Hello pheobee,
We are given the function:
$$f(x,y)=3\sin(x)\sin(y)$$ where $-\pi<x,y<\pi$.
First, to find the critical points, we must solve the simultaneous system:
$$f_x(x,y)=3\cos(x)\sin(y)=0$$
$$f_y(x,y)=3\sin(x)\cos(y)=0$$
This implies by addition:
$$\sin(x)\cos(y)+\cos(x)\sin(y)=\sin(x+y)=0$$
And by subtraction:
$$\sin(x)\cos(y)-\cos(x)\sin(y)=\sin(x-y)=0$$
Hence, we may state:
$$x\pm y=k\pi$$
Now, given the first partials, and the stated domains, we obtain from this the following critical points:
$$(x,y)=\left(-\frac{\pi}{2},-\frac{\pi}{2} \right),\,\left(-\frac{\pi}{2},\frac{\pi}{2} \right),\,(0,0),\,\left(\frac{\pi}{2},-\frac{\pi}{2} \right),\,\left(\frac{\pi}{2},\frac{\pi}{2} \right)$$
Next, we may use the second partials test to determine the nature of the potential extrema associated with these 5 critical points.
First, we compute:
$$f_{xx}(x,y)=-3\sin(x)\sin(y)$$
$$f_{yy}(x,y)=-3\sin(x)\sin(y)$$
$$f_{xy}(x,y)=3\cos(x)\cos(y)$$
And we define:
$$D(x,y)\equiv f_{xx}(x,y)f_{yy}(x,y)-\left(f_{xy}(x,y) \right)^2$$
Using our second partials, we then find:
$$D(x,y)=9\left(\sin^2(x)\sin^2(y)-\cos^2(x)\cos^2(y) \right)$$
So now, we analyze the critical points:
1.) $$(x,y)=\left(-\frac{\pi}{2},-\frac{\pi}{2} \right)$$
$$D(x,y)=9>0$$
$$f_{xx}(x,y)=-3<0$$
We conclude this point is at a relative maximum.

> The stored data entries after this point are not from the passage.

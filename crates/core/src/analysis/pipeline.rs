use std::{
    fs::File,
    io::BufWriter,
    path::Path,
    sync::mpsc::{self, Sender},
};

use serde::{Deserialize, Serialize};

use crate::{
    analysis::{spectrum_gradient, SpectralEngine},
    audio::{downmix, FrameReader},
    beat::{BeatDetector, BeatEvent},
    publish::{snapshot_channel, SnapshotWriter},
    AnalysisConfig, Result,
};

const OFFLINE_BLOCK_FRAMES: usize = 1024;

/// Spectral analysis, beat detection and snapshot publication bundled into
/// the single component both audio source variants feed. It is owned by the
/// producer context and only ever touched from there.
pub struct FeaturePipeline {
    spectral: SpectralEngine,
    detector: BeatDetector,
    writer: SnapshotWriter,
    beats: Sender<BeatEvent>,
    frames_analysed: u64,
}

impl FeaturePipeline {
    pub fn new(
        config: &AnalysisConfig,
        sample_rate: u32,
        writer: SnapshotWriter,
        beats: Sender<BeatEvent>,
    ) -> Result<Self> {
        let spectral = SpectralEngine::new(config, sample_rate)?;
        let detector = BeatDetector::new(spectral.frame_seconds());
        tracing::debug!(
            sample_rate,
            fft_size = spectral.fft_size(),
            hop_size = spectral.hop_size(),
            bars = spectral.bars_count(),
            "feature pipeline ready"
        );

        Ok(Self {
            spectral,
            detector,
            writer,
            beats,
            frames_analysed: 0,
        })
    }

    pub fn sample_rate(&self) -> u32 {
        self.spectral.sample_rate()
    }

    pub fn frames_analysed(&self) -> u64 {
        self.frames_analysed
    }

    pub fn bpm_smoothed(&self) -> f32 {
        self.detector.bpm_smoothed()
    }

    /// Smoothed tempo, once enough beats have been seen to estimate one.
    pub fn tempo_estimate(&self) -> Option<f32> {
        self.detector
            .has_tempo()
            .then(|| self.detector.bpm_smoothed())
    }

    /// Feeds one mono sample; runs a spectral frame whenever a hop completes.
    #[inline]
    pub fn push_sample(&mut self, mono: f32) {
        self.frames_analysed += 1;
        if self.spectral.push(mono) {
            self.evaluate();
        }
    }

    fn evaluate(&mut self) {
        let frame = self.writer.back_mut();
        let features = match self.spectral.compute(&mut frame.bars) {
            Ok(features) => features,
            Err(err) => {
                tracing::warn!(%err, "dropping spectral frame");
                return;
            }
        };

        let now = self.frames_analysed as f64 / f64::from(self.spectral.sample_rate());
        if let Some(strength) = self.detector.process(features.low_energy, now) {
            let beat = BeatEvent {
                strength,
                color: spectrum_gradient(features.dominant),
                stream_time: now,
            };
            tracing::trace!(strength, time = now, "beat");
            // The consumer may already be gone during teardown.
            let _ = self.beats.send(beat);
        }

        frame.dominant = features.dominant;
        frame.bpm = self.detector.bpm_smoothed();
        self.writer.publish();
    }
}

impl std::fmt::Debug for FeaturePipeline {
    fn fmt(&self, f: &mut std::fmt::Formatter<'_>) -> std::fmt::Result {
        f.debug_struct("FeaturePipeline")
            .field("spectral", &self.spectral)
            .field("frames_analysed", &self.frames_analysed)
            .field("bpm", &self.detector.bpm_smoothed())
            .finish()
    }
}

/// Beat position recorded by offline analysis.
#[derive(Debug, Clone, Copy, PartialEq, Serialize, Deserialize)]
pub struct BeatMark {
    pub time: f64,
    pub strength: f32,
}

impl From<BeatEvent> for BeatMark {
    fn from(beat: BeatEvent) -> Self {
        Self {
            time: beat.stream_time,
            strength: beat.strength,
        }
    }
}

/// Summary of a whole stream analysed without an output device.
#[derive(Debug, Clone, Serialize, Deserialize, Default)]
pub struct AnalysisSummary {
    pub sample_rate: u32,
    pub duration_seconds: f32,
    pub tempo_bpm: Option<f32>,
    pub beats: Vec<BeatMark>,
}

impl AnalysisSummary {
    /// Writes the summary as pretty-printed JSON.
    pub fn write_json(&self, path: impl AsRef<Path>) -> Result<()> {
        let file = BufWriter::new(File::create(path)?);
        serde_json::to_writer_pretty(file, self)?;
        Ok(())
    }
}

/// Runs the feature pipeline over everything `reader` yields.
pub fn analyse_reader(
    reader: &mut dyn FrameReader,
    config: &AnalysisConfig,
) -> Result<AnalysisSummary> {
    let format = reader.format();
    format.validate()?;

    let (writer, _snapshot) = snapshot_channel(config.bars_count, config.stale_after());
    let (tx, rx) = mpsc::channel();
    let mut pipeline = FeaturePipeline::new(config, format.sample_rate, writer, tx)?;

    let channels = usize::from(format.channels);
    let mut block = vec![0.0; channels * OFFLINE_BLOCK_FRAMES];
    let mut beats = Vec::new();

    loop {
        let read = reader.read(&mut block)?;
        if read == 0 {
            break;
        }
        for frame in block[..read].chunks_exact(channels) {
            pipeline.push_sample(downmix(frame).mono);
        }
        beats.extend(rx.try_iter().map(BeatMark::from));
    }

    let summary = AnalysisSummary {
        sample_rate: format.sample_rate,
        duration_seconds: pipeline.frames_analysed() as f32 / format.sample_rate as f32,
        tempo_bpm: pipeline.tempo_estimate(),
        beats,
    };
    tracing::info!(
        duration = summary.duration_seconds,
        beats = summary.beats.len(),
        tempo = ?summary.tempo_bpm,
        "offline analysis finished"
    );
    Ok(summary)
}
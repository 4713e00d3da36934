//! Windowed spectral analysis with log-frequency banding.
//!
//! [`SpectralEngine`] owns the FFT analysis ring. Every hop of pushed samples
//! it windows the most recent `fft_size` samples, runs a forward real FFT and
//! reduces the spectrum to `bars_count` normalised bars, a dominant-frequency
//! scalar and the low-band energy consumed by the beat detector.

mod bins;
mod pipeline;

use std::{f32::consts::PI, fmt, sync::Arc};

use realfft::{num_complex::Complex32, RealFftPlanner, RealToComplex};
use serde::{Deserialize, Serialize};

use crate::{ring::RingBuffer, AnalysisConfig, Result, SpectraError};

pub use bins::{tilt_weight, LogBinMap};
pub use pipeline::{analyse_reader, AnalysisSummary, BeatMark, FeaturePipeline};

const LOW_BAND_HZ: (f32, f32) = (30.0, 160.0);
const DB_FLOOR: f32 = -60.0;
const MAGNITUDE_EPSILON: f32 = 1e-8;

/// Linear RGBA colour with components in `[0, 1]`.
#[derive(Debug, Clone, Copy, PartialEq, Default, Serialize, Deserialize)]
pub struct Rgba {
    pub r: f32,
    pub g: f32,
    pub b: f32,
    pub a: f32,
}

impl Rgba {
    pub const fn new(r: f32, g: f32, b: f32, a: f32) -> Self {
        Self { r, g, b, a }
    }

    /// Blend towards `other`; exact at `t == 0` and `t == 1`.
    pub fn lerp(self, other: Rgba, t: f32) -> Rgba {
        let s = 1.0 - t;
        Rgba {
            r: self.r * s + other.r * t,
            g: self.g * s + other.g * t,
            b: self.b * s + other.b * t,
            a: self.a * s + other.a * t,
        }
    }
}

const GRADIENT_LOW: Rgba = Rgba::new(0.40, 0.02, 0.02, 1.0);
const GRADIENT_MID: Rgba = Rgba::new(1.00, 0.90, 0.10, 1.0);
const GRADIENT_HIGH: Rgba = Rgba::new(0.10, 1.00, 0.25, 1.0);

/// Three-stop dark red, yellow, green gradient over `t` in `[0, 1]`.
pub fn spectrum_gradient(t: f32) -> Rgba {
    let t = if t.is_nan() { 0.0 } else { t.clamp(0.0, 1.0) };
    if t < 0.5 {
        GRADIENT_LOW.lerp(GRADIENT_MID, t / 0.5)
    } else {
        GRADIENT_MID.lerp(GRADIENT_HIGH, (t - 0.5) / 0.5)
    }
}

/// Symmetric Hann window of length `len`.
pub fn hann_window(len: usize) -> Vec<f32> {
    (0..len).map(|index| hann_value(index, len)).collect()
}

fn hann_value(index: usize, len: usize) -> f32 {
    if len <= 1 {
        return 1.0;
    }

    0.5 - 0.5 * ((2.0 * PI * index as f32) / (len as f32 - 1.0)).cos()
}

/// Maps a weighted magnitude to a bar height: decibels, 60 dB range, clamped.
pub fn normalize_magnitude(magnitude: f32) -> f32 {
    let db = 20.0 * (magnitude + MAGNITUDE_EPSILON).log10();
    let norm = (db - DB_FLOOR) / -DB_FLOOR;
    if norm.is_nan() {
        0.0
    } else {
        norm.clamp(0.0, 1.0)
    }
}

/// Per-frame scalars produced alongside the bars.
#[derive(Debug, Clone, Copy, PartialEq, Default)]
pub struct SpectralFeatures {
    /// Magnitude-weighted mean bar position in `[0, 1]`.
    pub dominant: f32,
    /// Mean magnitude of the ~30-160 Hz bins.
    pub low_energy: f32,
}

/// FFT front end shared by both audio source variants.
pub struct SpectralEngine {
    sample_rate: u32,
    hop_size: usize,
    since_hop: usize,
    ring: RingBuffer<f32>,
    window: Vec<f32>,
    bins: LogBinMap,
    low_band: (usize, usize),
    plan: Arc<dyn RealToComplex<f32>>,
    input: Vec<f32>,
    spectrum: Vec<Complex32>,
    scratch: Vec<Complex32>,
}

impl SpectralEngine {
    /// Builds the engine for a stream at `sample_rate`. Fails with
    /// [`SpectraError::InvalidConfiguration`] when the FFT size is not a power
    /// of two or the bar layout does not fit the spectrum.
    pub fn new(config: &AnalysisConfig, sample_rate: u32) -> Result<Self> {
        if sample_rate == 0 {
            return Err(SpectraError::invalid_config("sample rate must be non-zero"));
        }
        let bins = LogBinMap::new(config, sample_rate)?;

        let fft_size = config.fft_size;
        let plan = RealFftPlanner::<f32>::new().plan_fft_forward(fft_size);
        let input = plan.make_input_vec();
        let spectrum = plan.make_output_vec();
        let scratch = plan.make_scratch_vec();

        Ok(Self {
            sample_rate,
            hop_size: config.hop_size(),
            since_hop: 0,
            ring: RingBuffer::new(fft_size),
            window: hann_window(fft_size),
            bins,
            low_band: low_band_bins(fft_size, sample_rate),
            plan,
            input,
            spectrum,
            scratch,
        })
    }

    pub fn sample_rate(&self) -> u32 {
        self.sample_rate
    }

    pub fn fft_size(&self) -> usize {
        self.ring.capacity()
    }

    pub fn hop_size(&self) -> usize {
        self.hop_size
    }

    pub fn bars_count(&self) -> usize {
        self.bins.len()
    }

    pub fn bins(&self) -> &LogBinMap {
        &self.bins
    }

    /// Seconds of audio between two spectral frames.
    pub fn frame_seconds(&self) -> f32 {
        self.hop_size as f32 / self.sample_rate as f32
    }

    /// Appends one mono sample. Returns `true` once a full hop has been
    /// accumulated and [`compute`](Self::compute) should run.
    #[inline]
    pub fn push(&mut self, sample: f32) -> bool {
        self.ring.push(sample);
        self.since_hop += 1;
        if self.since_hop >= self.hop_size {
            self.since_hop = 0;
            true
        } else {
            false
        }
    }

    /// Analyses the most recent `fft_size` samples and writes one bar per
    /// entry of `bars`.
    pub fn compute(&mut self, bars: &mut [f32]) -> Result<SpectralFeatures> {
        SpectraError::check_len("bars", self.bins.len(), bars.len())?;

        self.ring.copy_ordered(&mut self.input)?;
        for (sample, weight) in self.input.iter_mut().zip(&self.window) {
            *sample *= weight;
        }
        self.plan
            .process_with_scratch(&mut self.input, &mut self.spectrum, &mut self.scratch)?;

        let last = (bars.len() - 1) as f32;
        let mut dom_weight = 0.0;
        let mut dom_sum = 0.0;

        for (bar, (slot, (&bin, &weight))) in bars
            .iter_mut()
            .zip(self.bins.bin_index().iter().zip(self.bins.freq_weight()))
            .enumerate()
        {
            let magnitude = self.spectrum[bin - 1..=bin + 1]
                .iter()
                .map(|c| c.norm())
                .sum::<f32>()
                / 3.0;
            let norm = normalize_magnitude(magnitude * weight);
            *slot = norm;

            dom_weight += norm;
            dom_sum += norm * (bar as f32 / last);
        }

        Ok(SpectralFeatures {
            dominant: (dom_sum / (dom_weight + 1e-6)).clamp(0.0, 1.0),
            low_energy: self.low_band_energy(),
        })
    }

    fn low_band_energy(&self) -> f32 {
        let (start, end) = self.low_band;
        let energy =
            self.spectrum[start..end].iter().map(|c| c.norm()).sum::<f32>() / (end - start) as f32;
        if energy.is_finite() {
            energy
        } else {
            0.0
        }
    }
}

fn low_band_bins(fft_size: usize, sample_rate: u32) -> (usize, usize) {
    let nyquist = fft_size / 2;
    let to_bin = |hz: f32| (hz * fft_size as f32 / sample_rate as f32) as usize;
    let start = to_bin(LOW_BAND_HZ.0).clamp(1, nyquist - 1);
    let end = to_bin(LOW_BAND_HZ.1).clamp(start + 1, nyquist);
    (start, end)
}

impl fmt::Debug for SpectralEngine {
    fn fmt(&self, f: &mut fmt::Formatter<'_>) -> fmt::Result {
        f.debug_struct("SpectralEngine")
            .field("sample_rate", &self.sample_rate)
            .field("fft_size", &self.ring.capacity())
            .field("hop_size", &self.hop_size)
            .field("bars", &self.bins.len())
            .field("low_band", &self.low_band)
            .finish()
    }
}

#[cfg(test)]
mod tests {
    use super::*;

    fn scenario_config() -> AnalysisConfig {
        AnalysisConfig {
            bars_count: 8,
            waveform_length: 256,
            fft_size: 256,
            min_frequency: 20.0,
            max_frequency: 2000.0,
            ..Default::default()
        }
    }

    fn push_all(engine: &mut SpectralEngine, samples: impl IntoIterator<Item = f32>) -> usize {
        samples.into_iter().filter(|s| engine.push(*s)).count()
    }

    #[test]
    fn rejects_non_power_of_two() {
        let config = AnalysisConfig {
            fft_size: 300,
            ..scenario_config()
        };
        let err = SpectralEngine::new(&config, 8_000).unwrap_err();
        assert!(matches!(err, SpectraError::InvalidConfiguration(_)));
    }

    #[test]
    fn silence_sits_on_the_floor() {
        let mut engine = SpectralEngine::new(&scenario_config(), 8_000).unwrap();
        assert_eq!(push_all(&mut engine, std::iter::repeat(0.0).take(256)), 4);

        let mut bars = [1.0; 8];
        let features = engine.compute(&mut bars).unwrap();
        assert!(bars.iter().all(|bar| bar.abs() < 1e-6));
        assert_eq!(features.low_energy, 0.0);
        assert!(features.dominant.is_finite());
    }

    #[test]
    fn pure_tone_peaks_in_its_bar() {
        let sample_rate = 8_000;
        let mut engine = SpectralEngine::new(&scenario_config(), sample_rate).unwrap();
        push_all(&mut engine, std::iter::repeat(0.0).take(256));

        let tone = (0..256).map(|i| (2.0 * PI * 440.0 * i as f32 / sample_rate as f32).sin());
        push_all(&mut engine, tone);

        let mut bars = [0.0; 8];
        engine.compute(&mut bars).unwrap();

        // The bar whose log-spaced range contains 440 Hz.
        let map = engine.bins();
        let expected = (0..8)
            .min_by(|&a, &b| {
                let da = (map.bar_frequency(a) / 440.0).ln().abs();
                let db = (map.bar_frequency(b) / 440.0).ln().abs();
                da.total_cmp(&db)
            })
            .unwrap();
        let loudest = (0..8)
            .max_by(|&a, &b| bars[a].total_cmp(&bars[b]))
            .unwrap();
        assert_eq!(loudest, expected, "bars {bars:?}");
        assert!(bars.iter().all(|bar| (0.0..=1.0).contains(bar)));
    }

    #[test]
    fn extreme_inputs_stay_in_bounds() {
        let mut engine = SpectralEngine::new(&scenario_config(), 44_100).unwrap();
        let mut bars = [0.0; 8];

        for value in [1e30_f32, -1e30, f32::MAX, f32::NAN, f32::INFINITY] {
            push_all(&mut engine, std::iter::repeat(value).take(256));
            let features = engine.compute(&mut bars).unwrap();
            assert!(bars.iter().all(|bar| (0.0..=1.0).contains(bar)), "{bars:?}");
            assert!(features.dominant.is_finite());
            assert!(features.low_energy.is_finite());
        }
    }

    #[test]
    fn compute_rejects_wrong_bar_count() {
        let mut engine = SpectralEngine::new(&scenario_config(), 8_000).unwrap();
        let mut bars = [0.0; 7];
        assert!(matches!(
            engine.compute(&mut bars),
            Err(SpectraError::SizeMismatch { buffer: "bars", .. })
        ));
    }

    #[test]
    fn low_band_is_inside_the_spectrum() {
        for (fft_size, sample_rate) in [(8, 8_000), (256, 8_000), (2048, 48_000), (8, 96_000)] {
            let (start, end) = low_band_bins(fft_size, sample_rate);
            assert!(start >= 1 && start < end && end <= fft_size / 2);
        }
    }

    #[test]
    fn gradient_hits_its_stops() {
        assert_eq!(spectrum_gradient(0.0), GRADIENT_LOW);
        assert_eq!(spectrum_gradient(0.5), GRADIENT_MID);
        assert_eq!(spectrum_gradient(1.0), GRADIENT_HIGH);
        assert_eq!(spectrum_gradient(f32::NAN), GRADIENT_LOW);
        assert_eq!(spectrum_gradient(0.25).a, 1.0);
    }

    #[test]
    fn hann_window_tapers_to_zero() {
        let window = hann_window(16);
        assert!(window[0].abs() < 1e-6);
        assert!(window[15].abs() < 1e-6);
        assert!(window.iter().all(|w| (0.0..=1.0).contains(w)));
    }
}
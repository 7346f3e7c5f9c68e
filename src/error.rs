use thiserror::Error;

/// Failures that end an operation before anything is persisted.
#[derive(Debug, Error)]
pub enum RecapError {
    #[error("document '{document_id}' could not be read")]
    DocumentUnreadable {
        document_id: String,
        #[source]
        source: anyhow::Error,
    },
    #[error("record sets could not be enumerated")]
    SourcesUnavailable {
        #[source]
        source: anyhow::Error,
    },
    #[error("record set '{record_set_id}' could not be read")]
    SourceUnreadable {
        record_set_id: String,
        #[source]
        source: anyhow::Error,
    },
}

The value of the function at this point is:
$$f(x,y)=3$$
2.) $$(x,y)=\left(-\frac{\pi}{2},\frac{\pi}{2} \right)$$
$$D(x,y)=9>0$$
$$f_{xx}(x,y)=3>0$$
We conclude this point is at a relative minimum.
The value of the function at this point is:
$$f(x,y)=-3$$
3.) $$(x,y)=(0,0)$$
$$D(x,y)=-9<0$$
We conclude this point is not at an extremum (saddle point).
The value of the function at this point is:
$$f(x,y)=0$$
4.) $$(x,y)=\left(\frac{\pi}{2},-\frac{\pi}{2} \right)$$
$$D(x,y)=9>0$$
$$f_{xx}(x,y)=3>0$$
We conclude this point is at a relative minimum.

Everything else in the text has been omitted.